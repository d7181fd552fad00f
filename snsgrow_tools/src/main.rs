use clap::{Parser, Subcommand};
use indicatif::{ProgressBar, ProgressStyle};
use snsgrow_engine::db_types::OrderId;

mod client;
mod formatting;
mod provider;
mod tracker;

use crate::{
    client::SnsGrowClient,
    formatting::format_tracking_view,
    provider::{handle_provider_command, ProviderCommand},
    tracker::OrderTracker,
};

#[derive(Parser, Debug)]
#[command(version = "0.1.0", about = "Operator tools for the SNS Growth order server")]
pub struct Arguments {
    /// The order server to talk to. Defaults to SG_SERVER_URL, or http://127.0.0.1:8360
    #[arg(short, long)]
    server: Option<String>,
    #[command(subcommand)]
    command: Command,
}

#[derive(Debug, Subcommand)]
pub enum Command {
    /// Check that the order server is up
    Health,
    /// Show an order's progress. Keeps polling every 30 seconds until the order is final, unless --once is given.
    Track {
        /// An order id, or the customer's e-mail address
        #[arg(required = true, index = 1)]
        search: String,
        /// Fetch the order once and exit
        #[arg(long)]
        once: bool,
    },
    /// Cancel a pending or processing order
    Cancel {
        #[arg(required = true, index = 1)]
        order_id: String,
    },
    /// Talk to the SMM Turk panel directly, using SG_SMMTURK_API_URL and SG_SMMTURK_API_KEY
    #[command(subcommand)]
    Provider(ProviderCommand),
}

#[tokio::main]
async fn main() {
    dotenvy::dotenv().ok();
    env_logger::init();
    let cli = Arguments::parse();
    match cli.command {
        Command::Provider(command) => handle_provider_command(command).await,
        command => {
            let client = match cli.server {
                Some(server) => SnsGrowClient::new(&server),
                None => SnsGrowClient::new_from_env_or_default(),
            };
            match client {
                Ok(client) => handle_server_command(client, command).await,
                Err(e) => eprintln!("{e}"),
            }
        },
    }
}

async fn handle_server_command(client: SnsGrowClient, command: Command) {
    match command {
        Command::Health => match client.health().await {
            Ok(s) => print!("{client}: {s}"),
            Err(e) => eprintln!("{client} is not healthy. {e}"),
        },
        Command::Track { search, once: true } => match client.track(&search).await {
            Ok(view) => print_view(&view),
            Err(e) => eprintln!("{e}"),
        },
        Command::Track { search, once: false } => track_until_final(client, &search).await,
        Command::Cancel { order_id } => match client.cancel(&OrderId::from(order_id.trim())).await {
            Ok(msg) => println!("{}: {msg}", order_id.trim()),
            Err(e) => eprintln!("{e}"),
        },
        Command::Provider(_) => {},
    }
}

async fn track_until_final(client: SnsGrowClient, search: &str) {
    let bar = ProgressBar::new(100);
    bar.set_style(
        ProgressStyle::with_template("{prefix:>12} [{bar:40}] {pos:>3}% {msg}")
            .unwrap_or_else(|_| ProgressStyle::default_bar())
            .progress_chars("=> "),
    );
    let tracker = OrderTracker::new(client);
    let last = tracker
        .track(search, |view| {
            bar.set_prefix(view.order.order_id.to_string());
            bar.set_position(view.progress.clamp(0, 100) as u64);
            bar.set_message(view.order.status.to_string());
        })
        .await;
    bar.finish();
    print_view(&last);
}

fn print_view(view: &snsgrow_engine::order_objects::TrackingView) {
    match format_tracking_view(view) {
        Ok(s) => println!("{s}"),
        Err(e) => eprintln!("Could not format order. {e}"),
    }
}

※ ※ ※

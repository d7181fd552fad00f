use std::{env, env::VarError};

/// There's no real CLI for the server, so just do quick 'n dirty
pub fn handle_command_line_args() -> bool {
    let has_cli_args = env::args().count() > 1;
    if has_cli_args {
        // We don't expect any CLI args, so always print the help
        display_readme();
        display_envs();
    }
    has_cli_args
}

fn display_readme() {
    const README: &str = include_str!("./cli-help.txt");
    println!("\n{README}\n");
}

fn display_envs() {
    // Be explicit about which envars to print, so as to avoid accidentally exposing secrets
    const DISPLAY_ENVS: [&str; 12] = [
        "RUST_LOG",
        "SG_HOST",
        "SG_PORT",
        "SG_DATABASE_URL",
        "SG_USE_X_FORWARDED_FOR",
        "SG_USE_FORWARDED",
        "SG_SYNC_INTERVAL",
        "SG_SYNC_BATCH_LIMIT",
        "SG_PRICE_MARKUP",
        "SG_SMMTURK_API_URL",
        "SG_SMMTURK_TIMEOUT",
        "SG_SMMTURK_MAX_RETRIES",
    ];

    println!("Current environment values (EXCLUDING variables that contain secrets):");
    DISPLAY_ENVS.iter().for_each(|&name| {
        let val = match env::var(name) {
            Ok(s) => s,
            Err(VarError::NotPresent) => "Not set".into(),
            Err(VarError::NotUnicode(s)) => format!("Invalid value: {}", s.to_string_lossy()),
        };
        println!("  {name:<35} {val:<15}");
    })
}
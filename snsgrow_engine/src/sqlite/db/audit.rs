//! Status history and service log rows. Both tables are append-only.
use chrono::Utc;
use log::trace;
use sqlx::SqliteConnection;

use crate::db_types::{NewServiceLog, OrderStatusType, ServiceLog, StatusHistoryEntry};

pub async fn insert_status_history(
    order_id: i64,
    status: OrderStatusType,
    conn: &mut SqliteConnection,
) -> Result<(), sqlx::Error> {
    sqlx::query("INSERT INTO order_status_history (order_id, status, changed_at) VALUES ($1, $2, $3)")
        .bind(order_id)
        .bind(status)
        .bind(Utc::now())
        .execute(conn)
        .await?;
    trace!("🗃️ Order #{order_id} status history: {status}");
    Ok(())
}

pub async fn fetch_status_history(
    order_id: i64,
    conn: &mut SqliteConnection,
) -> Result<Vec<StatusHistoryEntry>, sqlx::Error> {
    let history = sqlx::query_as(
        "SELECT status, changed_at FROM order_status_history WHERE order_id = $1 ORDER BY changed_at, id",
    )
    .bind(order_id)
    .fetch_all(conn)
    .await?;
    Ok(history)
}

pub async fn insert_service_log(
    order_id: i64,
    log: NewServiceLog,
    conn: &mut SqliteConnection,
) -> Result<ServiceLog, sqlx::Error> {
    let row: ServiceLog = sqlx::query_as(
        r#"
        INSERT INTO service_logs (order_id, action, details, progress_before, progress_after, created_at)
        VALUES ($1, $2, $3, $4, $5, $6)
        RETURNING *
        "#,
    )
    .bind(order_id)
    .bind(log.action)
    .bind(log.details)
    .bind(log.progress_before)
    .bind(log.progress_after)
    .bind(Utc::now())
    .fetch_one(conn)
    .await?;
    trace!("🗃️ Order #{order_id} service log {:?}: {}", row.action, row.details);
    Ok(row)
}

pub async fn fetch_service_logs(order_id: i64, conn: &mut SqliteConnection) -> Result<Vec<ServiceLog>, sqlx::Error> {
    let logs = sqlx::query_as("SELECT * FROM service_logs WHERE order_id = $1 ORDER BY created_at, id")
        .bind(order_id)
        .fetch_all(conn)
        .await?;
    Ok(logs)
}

※ ※ ※

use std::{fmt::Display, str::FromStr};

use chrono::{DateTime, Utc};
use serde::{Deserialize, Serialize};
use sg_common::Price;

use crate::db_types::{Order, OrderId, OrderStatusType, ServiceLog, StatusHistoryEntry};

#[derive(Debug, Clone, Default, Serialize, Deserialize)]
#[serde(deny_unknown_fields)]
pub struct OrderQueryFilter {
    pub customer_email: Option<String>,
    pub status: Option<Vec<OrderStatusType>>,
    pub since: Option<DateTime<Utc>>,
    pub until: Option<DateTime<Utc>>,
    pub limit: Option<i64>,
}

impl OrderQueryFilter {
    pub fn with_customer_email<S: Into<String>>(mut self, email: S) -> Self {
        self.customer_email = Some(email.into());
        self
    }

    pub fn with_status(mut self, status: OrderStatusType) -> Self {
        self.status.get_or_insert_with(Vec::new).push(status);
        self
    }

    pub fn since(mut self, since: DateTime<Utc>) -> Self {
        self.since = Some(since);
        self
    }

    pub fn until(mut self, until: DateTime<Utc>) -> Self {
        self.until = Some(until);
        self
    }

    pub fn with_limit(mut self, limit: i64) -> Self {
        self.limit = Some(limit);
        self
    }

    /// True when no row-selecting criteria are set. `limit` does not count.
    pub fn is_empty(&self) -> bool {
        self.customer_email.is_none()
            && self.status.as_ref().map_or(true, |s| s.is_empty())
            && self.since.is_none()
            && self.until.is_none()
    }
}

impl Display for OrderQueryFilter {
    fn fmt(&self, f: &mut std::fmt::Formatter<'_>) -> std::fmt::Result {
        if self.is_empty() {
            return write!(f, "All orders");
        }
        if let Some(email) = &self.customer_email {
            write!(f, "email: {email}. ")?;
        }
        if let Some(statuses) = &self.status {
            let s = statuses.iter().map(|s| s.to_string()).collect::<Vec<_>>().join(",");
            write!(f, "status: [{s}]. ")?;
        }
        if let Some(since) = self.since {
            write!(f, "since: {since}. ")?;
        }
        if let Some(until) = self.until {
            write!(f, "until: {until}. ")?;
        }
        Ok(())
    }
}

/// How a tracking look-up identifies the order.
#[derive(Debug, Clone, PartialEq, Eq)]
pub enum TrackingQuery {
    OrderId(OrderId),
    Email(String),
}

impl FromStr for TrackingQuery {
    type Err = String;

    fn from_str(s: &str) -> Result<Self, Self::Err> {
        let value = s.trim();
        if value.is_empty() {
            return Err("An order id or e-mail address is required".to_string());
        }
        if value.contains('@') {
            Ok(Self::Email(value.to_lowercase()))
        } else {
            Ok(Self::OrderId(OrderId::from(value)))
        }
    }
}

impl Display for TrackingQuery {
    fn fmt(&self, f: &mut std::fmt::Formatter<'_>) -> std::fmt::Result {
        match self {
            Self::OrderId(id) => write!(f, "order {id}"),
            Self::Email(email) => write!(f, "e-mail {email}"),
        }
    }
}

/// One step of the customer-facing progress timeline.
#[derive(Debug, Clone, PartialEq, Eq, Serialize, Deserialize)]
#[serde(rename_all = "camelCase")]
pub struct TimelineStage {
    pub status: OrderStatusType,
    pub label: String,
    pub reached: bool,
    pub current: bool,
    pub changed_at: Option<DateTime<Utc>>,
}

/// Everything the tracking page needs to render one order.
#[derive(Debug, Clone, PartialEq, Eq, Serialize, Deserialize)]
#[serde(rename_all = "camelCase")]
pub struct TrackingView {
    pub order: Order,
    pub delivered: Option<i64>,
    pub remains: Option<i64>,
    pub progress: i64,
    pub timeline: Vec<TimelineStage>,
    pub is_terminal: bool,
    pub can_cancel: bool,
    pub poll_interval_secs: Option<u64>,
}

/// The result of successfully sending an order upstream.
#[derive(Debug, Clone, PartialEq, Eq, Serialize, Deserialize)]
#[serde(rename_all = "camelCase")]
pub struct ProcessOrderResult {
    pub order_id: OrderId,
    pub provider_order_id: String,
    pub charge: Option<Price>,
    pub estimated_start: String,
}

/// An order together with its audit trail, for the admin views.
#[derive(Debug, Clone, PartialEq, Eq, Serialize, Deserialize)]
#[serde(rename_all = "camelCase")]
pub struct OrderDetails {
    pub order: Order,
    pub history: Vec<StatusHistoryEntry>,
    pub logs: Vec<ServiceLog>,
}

※ ※ ※

• **WHAT TO WORK ON**
Looking at the records above, return exactly the lines from the line with "let row: ServiceLog" to the line with "pub async fn fetch_service_logs(order_id: i64, conn: &mut", both ends included.

• **RESPONSE BELOW**
    let row: ServiceLog = sqlx::query_as(
        r#"
        INSERT INTO service_logs (order_id, action, details, progress_before, progress_after, created_at)
        VALUES ($1, $2, $3, $4, $5, $6)
        RETURNING *
        "#,
    )
    .bind(order_id)
    .bind(log.action)
    .bind(log.details)
    .bind(log.progress_before)
    .bind(log.progress_after)
    .bind(Utc::now())
    .fetch_one(conn)
    .await?;
    trace!("🗃️ Order #{order_id} service log {:?}: {}", row.action, row.details);
    Ok(row)
}

pub async fn fetch_service_logs(order_id: i64, conn: &mut SqliteConnection) -> Result<Vec<ServiceLog>, sqlx::Error> {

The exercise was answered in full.